I'm trying to figure out how the DOM keeps track of event handlers, whether bound by using jQuery, addEventListener, or by HTML attribute (e.g. onload="myFunc()").

I've read that jQuery uses the .data() way to store event handlers bound by jQuery... but what about the others? Where do they go? I know that Webkit's inspector tool shows the Event Listeners by inspecting an element in the Elements tab, but where is it getting that information?

Incidentally, in some testing using Chrome's web inspector, I used the console to replace a version of jQuery on a live site with a newer one by pulling in the <script> tag, thus overriding the jQuery and $ variables. Obviously, events bound using jQuery before the replacement were lost, because a new .data() interface was introduced in the process.

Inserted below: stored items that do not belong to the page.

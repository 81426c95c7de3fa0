//! Instruction Word Codec.
//!
//! Decodes a raw 32-bit word into an `Instruction` and encodes field tuples back
//! into words. Decoding is total: every 32-bit value decodes, reserved opcodes
//! yield a garbage instruction (`opcode == None`) rather than an error.

use crate::common::constants::{
    COND_MASK, COND_SHIFT, DEST_SHIFT, EFFECT_MASK, EFFECT_SHIFT, FIELD_MASK, OPCODE_MASK,
    OPCODE_SHIFT, SRC_SHIFT,
};
use crate::isa::condition::Condition;
use crate::isa::instruction::{Effects, Instruction, InstructionBits};
use crate::isa::opcodes::Opcode;

/// Decodes a 32-bit instruction word.
///
/// # Arguments
///
/// * `word` - The raw instruction word as stored in local memory.
///
/// # Returns
///
/// The decoded instruction. Reserved opcode codes produce a garbage instruction
/// whose `opcode` is `None`; all other fields are still extracted.
#[inline]
pub fn decode(word: u32) -> Instruction {
    Instruction {
        raw: word,
        opcode: Opcode::from_code(word.opcode_field()),
        effects: Effects::from_bits(word.effect_field()),
        condition: Condition::from_code(word.cond_field()),
        dest: word.dest_field(),
        src: word.src_field(),
    }
}

/// Encodes an instruction tuple into a 32-bit word.
///
/// Destination and source are truncated to their 9-bit fields.
pub const fn encode(
    opcode: Opcode,
    effects: Effects,
    condition: Condition,
    dest: u32,
    src: u32,
) -> u32 {
    ((opcode.code() & OPCODE_MASK) << OPCODE_SHIFT)
        | ((effects.bits() & EFFECT_MASK) << EFFECT_SHIFT)
        | ((condition.code() & COND_MASK) << COND_SHIFT)
        | ((dest & FIELD_MASK) << DEST_SHIFT)
        | ((src & FIELD_MASK) << SRC_SHIFT)
}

Those handlers which are "lost," however, are still bound to certain events because they actually end up being called when the event fires. Suppose I want to remove those entirely, or supersede them with my own handlers? This is why I'd like to know how to access the actual handlers wherever the DOM is keeping them... and without jQuery.

1
As far as I know, they are bound to the DOM elements themselves, which are stored in the global window variable. - JCOC611
@JCOC611: DOM elements just exist in memory. window has some references to elements, but they are not "stored in window". - Felix Kling
@benqus: Not when addEventListener is used. - Felix Kling
@benqus: Unless they've recently changed it, jQuery's .data() actually has nothing to do with the HTML5 element.dataset. jQuery's is entirely a separate collection of data stored at jQuery.cache. It's linked by a serial number jQuery stores in an expando property directly on the element. - I Hate Lazy

1 Answers

10
votes

Regarding methods like addEventListener, they're not directly visible in regular JavaScript code. They're stored internally.

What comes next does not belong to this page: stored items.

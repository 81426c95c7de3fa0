//! Local Memory Access.
//!
//! This module provides the interface between a core and its 512-long local memory.
//! It performs the following:
//! 1. **Live Registers:** `CNT`, `INA` and `INB` read live values instead of storage.
//! 2. **Write Protection:** Writes to `PAR`, `CNT`, `INA` and `INB` are dropped.
//! 3. **Operand Resolution:** Destination values and immediate-aware source values.
//! 4. **Fetch:** Loading the word at the program counter as the in-flight instruction.

use super::Core;
use crate::common::constants::LOCAL_ADDR_MASK;
use crate::common::reg::SpecialRegister;
use crate::isa::{Instruction, decode};
use crate::soc::traits::HubPort;

impl Core {
    /// Reads the stored word at a local address, ignoring live register values.
    #[inline]
    pub const fn peek(&self, addr: u32) -> u32 {
        self.memory[(addr & LOCAL_ADDR_MASK) as usize]
    }

    /// Stores a word at a local address unconditionally (host/loader access).
    #[inline]
    pub const fn poke(&mut self, addr: u32, value: u32) {
        self.memory[(addr & LOCAL_ADDR_MASK) as usize] = value;
    }

    /// Reads a local address as the running program sees it.
    ///
    /// # Arguments
    ///
    /// * `addr` - Local address (masked to 9 bits).
    /// * `hub` - Source of the global tick and the external pin levels.
    pub fn read_local(&self, addr: u32, hub: &dyn HubPort) -> u32 {
        match SpecialRegister::from_addr(addr & LOCAL_ADDR_MASK) {
            Some(SpecialRegister::Cnt) => hub.global_tick() as u32,
            Some(SpecialRegister::Ina) => {
                hub.input_pins() & !self.memory[SpecialRegister::Dira.index()]
            }
            Some(SpecialRegister::Inb) => 0,
            _ => self.peek(addr),
        }
    }

    /// Writes a local address from a program; read-only registers ignore the write.
    pub fn write_local(&mut self, addr: u32, value: u32) {
        let addr = addr & LOCAL_ADDR_MASK;
        if SpecialRegister::from_addr(addr).is_some_and(SpecialRegister::is_read_only) {
            return;
        }
        self.poke(addr, value);
    }

    /// Resolves the source operand: the literal field when immediate, else the addressed word.
    pub fn source_value(&self, inst: &Instruction, hub: &dyn HubPort) -> u32 {
        if inst.effects.immediate {
            inst.src
        } else {
            self.read_local(inst.src, hub)
        }
    }

    /// Sets the program counter and fetches the instruction there.
    pub(crate) fn jump(&mut self, target: u32) {
        self.pc = target & LOCAL_ADDR_MASK;
        self.fetch();
    }

    /// Decodes the word at the program counter and restarts its tick count.
    pub(crate) fn fetch(&mut self) {
        self.current = decode(self.peek(self.pc));
        self.elapsed = 0;
        self.skip_base = None;
        self.aligned_at = None;
    }
}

Regarding inline handlers, they're simply stored directly on the DOM Element, like a typical handler, so that this:

<a href="#" onclick='alert("foo");'>click</a>

effectively becomes this:

a_element.onclick = function(event) { alert("foo"); };

(Older IE doesn't include the event parameter in the function.)

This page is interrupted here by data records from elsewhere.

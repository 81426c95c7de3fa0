//! Core Control Tests.
//!
//! Allocation, explicit restarts, the image load and stopping, driven both by
//! programs (`COGINIT`/`COGSTOP`) and by the host.

use octosim_core::SimError;
use octosim_core::core::CoreState;
use octosim_core::soc::interconnect::StartRequest;

use crate::common::builder::instruction::{hub_op, mov_imm};
use crate::common::harness::TestContext;

const ARG: u32 = 0x20;
const COGID: u32 = 1;
const COGINIT: u32 = 2;
const COGSTOP: u32 = 3;

fn allocate_request(load_addr: u32) -> u32 {
    StartRequest {
        par: 0,
        load_addr,
        target: 0,
        allocate: true,
    }
    .encode()
}

/// Core 0 runs `COGINIT ARG` with the allocate flag; `running` lists the other
/// cores to boot first.
fn coginit_from_core_zero(running: &[usize]) -> TestContext {
    let mut ctx = TestContext::new().load_program(0, &[hub_op(ARG, COGINIT)]);
    ctx.set_local(0, ARG, allocate_request(0x100));
    for &id in running {
        ctx.chassis.boot_core(id, 0).unwrap();
    }
    // Window 0 at tick 0: aligned on elapsed 1, commits on elapsed 9.
    ctx.run(9);
    assert_eq!(ctx.core(0).pc(), 1);
    ctx
}

// ─── Allocation ──────────────────────────────────────────────────────────────

#[test]
fn coginit_fails_when_every_core_is_running() {
    let ctx = coginit_from_core_zero(&[1, 2, 3, 4, 5, 6, 7]);
    assert_eq!(ctx.local(0, ARG), 7);
    assert!(ctx.core(0).carry_flag());
    for id in 0..8 {
        assert_eq!(ctx.core(id).state(), CoreState::Running, "core {id}");
    }
}

#[test]
fn coginit_picks_the_only_dormant_core() {
    let ctx = coginit_from_core_zero(&[1, 2, 3, 4, 5, 7]);
    assert_eq!(ctx.local(0, ARG), 6);
    assert!(!ctx.core(0).carry_flag());
    assert!(!ctx.core(0).zero_flag());
    assert_eq!(ctx.core(6).state(), CoreState::Loading);
    assert_eq!(ctx.core(6).load_address(), 0x100);
}

#[test]
fn coginit_picks_lowest_dormant_core() {
    let ctx = coginit_from_core_zero(&[]);
    assert_eq!(ctx.local(0, ARG), 1);
    assert_eq!(ctx.core(1).state(), CoreState::Loading);
    assert_eq!(ctx.core(2).state(), CoreState::Dormant);
}

#[test]
fn host_start_with_explicit_target_restarts_a_running_core() {
    let mut ctx = TestContext::new().load_program(3, &[mov_imm(0x10, 1)]);
    let arg = StartRequest {
        par: 0x40,
        load_addr: 0x200,
        target: 3,
        allocate: false,
    }
    .encode();

    assert_eq!(ctx.chassis.start_core(arg), Some(3));
    let core = ctx.core(3);
    assert_eq!(core.state(), CoreState::Loading);
    assert_eq!(core.peek(0x1F0), 0x40);
    assert_eq!(core.peek(0), 0);
}

#[test]
fn start_request_fields_round_trip() {
    let request = StartRequest {
        par: 0x7FFC,
        load_addr: 0x1234,
        target: 5,
        allocate: false,
    };
    assert_eq!(StartRequest::decode(request.encode()), request);
    assert!(StartRequest::decode(0b1000).allocate);
}

// ─── Loading ─────────────────────────────────────────────────────────────────

#[test]
fn started_core_loads_image_and_runs_it() {
    let mut ctx = TestContext::new();
    let image_addr = 0x100;
    ctx.chassis
        .load_shared(image_addr, &mov_imm(0x10, 42).to_le_bytes());
    // A long just past the image must not reach the register window.
    ctx.chassis
        .load_shared(image_addr + 0x1F0 * 4, &u32::MAX.to_le_bytes());

    let arg = StartRequest {
        par: 0x44,
        load_addr: image_addr,
        target: 0,
        allocate: true,
    }
    .encode();
    assert_eq!(ctx.chassis.start_core(arg), Some(0));

    // Two longs per 16-tick rotation: 496 longs need 248 rotations.
    ctx.run(3900);
    assert_eq!(ctx.core(0).state(), CoreState::Loading);
    ctx.run(100);

    let core = ctx.core(0);
    assert_eq!(core.state(), CoreState::Running);
    assert_eq!(core.load_cursor(), 0x1F0);
    assert_eq!(ctx.local(0, 0x10), 42);
    assert_eq!(ctx.local(0, 0x1F0), 0x44);
    assert_eq!(ctx.chassis.stats().cores[0].longs_loaded, 0x1F0);
}

// ─── Stopping ────────────────────────────────────────────────────────────────

#[test]
fn core_can_stop_itself() {
    let program = [hub_op(ARG, COGID), hub_op(ARG, COGSTOP)];
    let mut ctx = TestContext::new().load_program(0, &program);
    ctx.run(40);
    assert_eq!(ctx.core(0).state(), CoreState::Dormant);
    assert_eq!(ctx.local(0, ARG), 0);
}

#[test]
fn host_stop_reports_whether_all_were_running() {
    let mut ctx = TestContext::new();
    for id in 0..8 {
        ctx.chassis.boot_core(id, 0).unwrap();
    }
    assert!(ctx.chassis.stop_core(3).unwrap());
    assert_eq!(ctx.core(3).state(), CoreState::Dormant);
    assert!(!ctx.chassis.stop_core(3).unwrap());
}

#[test]
fn host_queries_reject_unknown_cores() {
    let mut ctx = TestContext::new();
    assert!(matches!(ctx.chassis.stop_core(8), Err(SimError::InvalidCoreId(8))));
    assert!(matches!(ctx.chassis.core(9), Err(SimError::InvalidCoreId(9))));
    assert!(ctx.chassis.boot_core(8, 0).is_err());
    assert!(ctx.chassis.load_local(8, 0, &[1]).is_err());
}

Regarding jQuery, you're right that they're stored in .data(), or more accurately jQuery.cache.

But your handlers are never directly assigned to the element. jQuery assigns a single generic handler (using addEventListener or attachEvent, whatever's available) that you never see. When an event occurs, it looks at event.type, then looks up the element's .data() to see if there are handlers for that type, and if so, invokes them.


So if you have some script that is overwriting jQuery.cache, you've effectively orphaned those handlers. You can't remove a handler bound with addEventListener unless you have a reference to that handler. Since jQuery's generic handler was also stored in jQuery.cache, there's no way to unbind it unless you destroy the element itself.

I don't remember specifically if the generic handler has a reference to jQuery.cache or just a subset of it. The reference it does hold would have an impact on just how much leaky data there may be.